What is needed:
For the listing below, how many lines contain the word "AtomicBool"? Answer with only that figure.

Entries provided:
══════════════════════════════

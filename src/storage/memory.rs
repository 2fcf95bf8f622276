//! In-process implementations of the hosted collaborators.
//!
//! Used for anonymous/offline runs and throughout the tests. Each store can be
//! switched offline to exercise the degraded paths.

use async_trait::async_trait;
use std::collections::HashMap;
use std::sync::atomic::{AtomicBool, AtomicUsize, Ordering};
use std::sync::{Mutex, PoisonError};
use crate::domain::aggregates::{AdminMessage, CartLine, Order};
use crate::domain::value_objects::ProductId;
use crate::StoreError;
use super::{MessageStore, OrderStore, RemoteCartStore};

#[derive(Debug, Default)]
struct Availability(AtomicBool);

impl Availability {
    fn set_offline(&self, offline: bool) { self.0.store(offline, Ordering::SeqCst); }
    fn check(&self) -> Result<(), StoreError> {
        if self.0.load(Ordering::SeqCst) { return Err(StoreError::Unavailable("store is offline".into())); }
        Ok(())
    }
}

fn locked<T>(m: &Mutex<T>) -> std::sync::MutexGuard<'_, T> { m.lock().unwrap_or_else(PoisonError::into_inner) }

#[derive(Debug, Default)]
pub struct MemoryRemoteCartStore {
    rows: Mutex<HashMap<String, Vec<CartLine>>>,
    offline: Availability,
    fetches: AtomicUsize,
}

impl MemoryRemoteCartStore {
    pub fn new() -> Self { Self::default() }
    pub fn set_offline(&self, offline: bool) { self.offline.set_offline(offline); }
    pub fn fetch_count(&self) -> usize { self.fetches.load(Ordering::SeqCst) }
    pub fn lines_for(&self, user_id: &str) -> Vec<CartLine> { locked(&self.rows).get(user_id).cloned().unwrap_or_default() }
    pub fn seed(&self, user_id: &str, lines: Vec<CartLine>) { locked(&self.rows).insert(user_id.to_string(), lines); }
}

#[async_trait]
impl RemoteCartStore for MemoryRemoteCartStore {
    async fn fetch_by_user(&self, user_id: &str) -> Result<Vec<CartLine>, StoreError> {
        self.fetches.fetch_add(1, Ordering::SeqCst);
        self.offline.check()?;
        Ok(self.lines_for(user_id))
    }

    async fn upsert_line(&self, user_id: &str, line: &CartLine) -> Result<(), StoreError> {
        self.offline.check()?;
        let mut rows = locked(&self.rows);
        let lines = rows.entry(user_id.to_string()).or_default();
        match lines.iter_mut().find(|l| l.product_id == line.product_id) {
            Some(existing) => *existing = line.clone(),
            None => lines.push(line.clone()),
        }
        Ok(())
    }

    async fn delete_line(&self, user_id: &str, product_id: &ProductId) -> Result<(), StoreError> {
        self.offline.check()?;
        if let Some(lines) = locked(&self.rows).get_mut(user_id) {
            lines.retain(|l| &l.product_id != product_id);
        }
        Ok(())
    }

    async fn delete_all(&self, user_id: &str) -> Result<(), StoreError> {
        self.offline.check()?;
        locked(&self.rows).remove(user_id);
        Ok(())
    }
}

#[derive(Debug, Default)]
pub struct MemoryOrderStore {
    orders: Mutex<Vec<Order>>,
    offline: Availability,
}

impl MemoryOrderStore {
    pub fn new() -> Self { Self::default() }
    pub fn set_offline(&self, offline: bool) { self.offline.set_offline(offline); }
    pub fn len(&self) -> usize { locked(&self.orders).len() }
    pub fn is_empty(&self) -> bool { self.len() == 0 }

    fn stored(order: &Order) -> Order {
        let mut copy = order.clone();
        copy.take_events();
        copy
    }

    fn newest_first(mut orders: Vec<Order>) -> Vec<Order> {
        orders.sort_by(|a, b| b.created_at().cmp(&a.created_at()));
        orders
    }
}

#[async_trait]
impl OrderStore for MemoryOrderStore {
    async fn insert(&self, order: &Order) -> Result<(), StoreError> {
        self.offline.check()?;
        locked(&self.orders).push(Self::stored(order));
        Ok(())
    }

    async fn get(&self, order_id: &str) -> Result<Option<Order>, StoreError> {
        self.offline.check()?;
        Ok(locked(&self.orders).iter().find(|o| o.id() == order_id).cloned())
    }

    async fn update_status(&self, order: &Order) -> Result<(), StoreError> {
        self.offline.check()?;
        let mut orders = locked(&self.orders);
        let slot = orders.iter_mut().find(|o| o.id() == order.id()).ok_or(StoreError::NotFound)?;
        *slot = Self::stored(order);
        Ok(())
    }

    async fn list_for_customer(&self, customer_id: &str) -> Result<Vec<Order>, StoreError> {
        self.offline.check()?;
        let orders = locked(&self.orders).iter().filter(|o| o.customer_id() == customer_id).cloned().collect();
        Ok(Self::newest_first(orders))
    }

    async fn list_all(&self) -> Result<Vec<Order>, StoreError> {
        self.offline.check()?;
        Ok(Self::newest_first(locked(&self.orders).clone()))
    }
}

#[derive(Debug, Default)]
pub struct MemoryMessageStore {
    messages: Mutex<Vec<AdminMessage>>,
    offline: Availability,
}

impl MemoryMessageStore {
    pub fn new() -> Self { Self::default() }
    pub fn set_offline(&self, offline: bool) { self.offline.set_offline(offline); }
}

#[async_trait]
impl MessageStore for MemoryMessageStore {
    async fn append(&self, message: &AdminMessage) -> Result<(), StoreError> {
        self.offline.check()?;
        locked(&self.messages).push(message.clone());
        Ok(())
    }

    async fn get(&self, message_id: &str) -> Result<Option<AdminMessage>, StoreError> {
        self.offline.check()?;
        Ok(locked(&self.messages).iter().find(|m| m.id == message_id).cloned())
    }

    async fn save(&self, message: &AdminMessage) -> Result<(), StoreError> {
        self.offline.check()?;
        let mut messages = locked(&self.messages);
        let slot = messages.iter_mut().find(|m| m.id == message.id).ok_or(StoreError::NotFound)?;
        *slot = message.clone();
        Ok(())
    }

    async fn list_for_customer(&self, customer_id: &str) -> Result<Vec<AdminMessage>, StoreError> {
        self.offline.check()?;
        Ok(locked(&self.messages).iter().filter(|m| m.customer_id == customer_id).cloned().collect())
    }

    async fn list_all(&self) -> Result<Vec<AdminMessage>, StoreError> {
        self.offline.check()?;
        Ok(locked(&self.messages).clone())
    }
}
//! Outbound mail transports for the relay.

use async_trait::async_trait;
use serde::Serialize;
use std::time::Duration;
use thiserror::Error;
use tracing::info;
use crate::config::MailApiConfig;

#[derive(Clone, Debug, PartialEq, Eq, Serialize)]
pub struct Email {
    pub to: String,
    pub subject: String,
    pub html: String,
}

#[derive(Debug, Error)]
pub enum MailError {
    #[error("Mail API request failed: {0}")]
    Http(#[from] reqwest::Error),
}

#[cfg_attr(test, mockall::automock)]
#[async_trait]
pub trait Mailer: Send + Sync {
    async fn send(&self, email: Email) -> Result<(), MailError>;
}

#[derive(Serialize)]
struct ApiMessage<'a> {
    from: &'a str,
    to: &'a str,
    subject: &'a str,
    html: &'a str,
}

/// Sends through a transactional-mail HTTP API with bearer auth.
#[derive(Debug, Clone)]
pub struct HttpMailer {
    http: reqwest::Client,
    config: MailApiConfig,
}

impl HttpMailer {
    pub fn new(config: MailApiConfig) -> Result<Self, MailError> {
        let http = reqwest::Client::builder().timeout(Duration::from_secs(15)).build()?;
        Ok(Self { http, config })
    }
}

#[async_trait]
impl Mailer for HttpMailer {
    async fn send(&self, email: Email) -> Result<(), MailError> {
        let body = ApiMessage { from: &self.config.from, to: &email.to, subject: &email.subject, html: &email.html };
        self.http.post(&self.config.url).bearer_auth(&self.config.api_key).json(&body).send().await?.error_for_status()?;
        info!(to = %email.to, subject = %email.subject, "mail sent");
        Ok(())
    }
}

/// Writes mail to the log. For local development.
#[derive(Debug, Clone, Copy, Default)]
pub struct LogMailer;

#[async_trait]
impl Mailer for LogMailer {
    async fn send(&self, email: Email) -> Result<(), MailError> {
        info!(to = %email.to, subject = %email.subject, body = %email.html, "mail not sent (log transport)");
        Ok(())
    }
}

══════════════════════════════

Solution to the problem:
2